In what ways does PHP's standard library fall short of Python's? I was never
comparing the two. I have always found that both could get the job done,
except PHP's uses a very weak naming convention/has none at all.

I _was_ comparing PHP's standard library features with those of Django. Here,
Django wins hands down. If you are not familiar with either, I recommend
trying reading through their tutorials and seeing which one comes out with a
more complete product in which one feels less messy.

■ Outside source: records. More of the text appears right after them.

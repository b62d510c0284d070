use crate::cli::{Cli, Commands, ElementArgs};
use anyhow::{Context, Result};
use element_resolver::{
    HttpVisionChat, JsonFileStore, ResolverConfig, ScreenshotResult, Selector, SelectorMemory,
    VisionLocator,
};
use serde::Serialize;
use serde_json::json;
use std::path::Path;
use std::sync::Arc;
use tracing::info;

pub async fn run(cli: Cli) -> Result<()> {
    let mut config = ResolverConfig::from_env();
    if let Some(path) = cli.memory {
        config.memory_path = path;
    }

    match cli.command {
        Commands::Stats => {
            let memory = open_memory(&config).await;
            print_json(&memory.get_stats())
        }
        Commands::Mappings { app } => {
            let memory = open_memory(&config).await;
            print_json(&memory.get_app_mappings(&app))
        }
        Commands::Show(ElementArgs { app, key }) => {
            let memory = open_memory(&config).await;
            let mapping = memory
                .find_element(&app, &key)
                .with_context(|| format!("No element '{key}' remembered for {app}"))?;
            print_json(&json!({
                "mapping": mapping,
                "ranked_selectors": memory.get_selectors(&app, &key),
            }))
        }
        Commands::Record {
            element,
            selector,
            confidence,
            at,
        } => {
            let memory = open_memory(&config).await;
            let selector = Selector::new(selector.kind, selector.value, confidence);
            memory
                .record_success(&element.app, &element.key, selector, at)
                .await;
            print_json(&memory.find_element(&element.app, &element.key))
        }
        Commands::Fail { element, selector } => {
            let memory = open_memory(&config).await;
            memory
                .record_failure(&element.app, &element.key, selector.kind, &selector.value)
                .await;
            print_json(&memory.find_element(&element.app, &element.key))
        }
        Commands::Describe { element, text } => {
            let memory = open_memory(&config).await;
            memory
                .set_visual_description(&element.app, &element.key, &text)
                .await;
            print_json(&memory.find_element(&element.app, &element.key))
        }
        Commands::Locate {
            screenshot,
            description,
            width,
            height,
        } => {
            ensure_vision(&config)?;
            let image = load_screenshot(&screenshot)?;
            let locator = vision_locator()?;
            let result = locator
                .find_element(
                    &image,
                    &description,
                    width.unwrap_or(image.width),
                    height.unwrap_or(image.height),
                )
                .await;
            print_json(&result)
        }
        Commands::DescribeScreen { screenshot } => {
            ensure_vision(&config)?;
            let image = load_screenshot(&screenshot)?;
            let text = vision_locator()?.describe_screen(&image).await;
            print_json(&json!({ "description": text }))
        }
    }
}

async fn open_memory(config: &ResolverConfig) -> SelectorMemory {
    info!("Using selector memory at {}", config.memory_path.display());
    SelectorMemory::open(Arc::new(JsonFileStore::new(&config.memory_path))).await
}

fn ensure_vision(config: &ResolverConfig) -> Result<()> {
    if !config.vision_enabled {
        anyhow::bail!("Vision is disabled via ELEMENT_RESOLVER_DISABLE_VISION");
    }
    Ok(())
}

fn vision_locator() -> Result<VisionLocator> {
    let chat = HttpVisionChat::from_env().context("Failed to create vision backend client")?;
    Ok(VisionLocator::new(Arc::new(chat)))
}

fn load_screenshot(path: &Path) -> Result<ScreenshotResult> {
    ScreenshotResult::open(path)
        .with_context(|| format!("Failed to read screenshot {}", path.display()))
}

fn print_json<T: Serialize + ?Sized>(value: &T) -> Result<()> {
    println!("{}", serde_json::to_string_pretty(value)?);
    Ok(())
}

Lastly, implying that PHP's standard library is not a framework because it is
not built in PHP ("A framework is an abstraction built up USING a programming
language, like PHP.") is just plain wrong. If I decided to speed up Django by
re-writing every line of its code in C and making it an extension to Python
rather than a Python module, without breaking any function signatures, would
Django cease being a web framework? What would it become then? What if instead
of C I chose Visual Basic, or Common Lisp, or F#, or even _PHP_ (assuming I
found a decent way to compile it to a binary)? A framework is collection of
code that abstracts certain functionality. See
<http://en.wikipedia.org/wiki/Software_framework> for further information.

EDIT: I am not at all talking about PHP the language vs Python. The two are
different and both have some very interesting features. PHP 5 has grown up to
be a pretty interesting general purpose dynamic language. I am specifically
talking about using PHP on the web.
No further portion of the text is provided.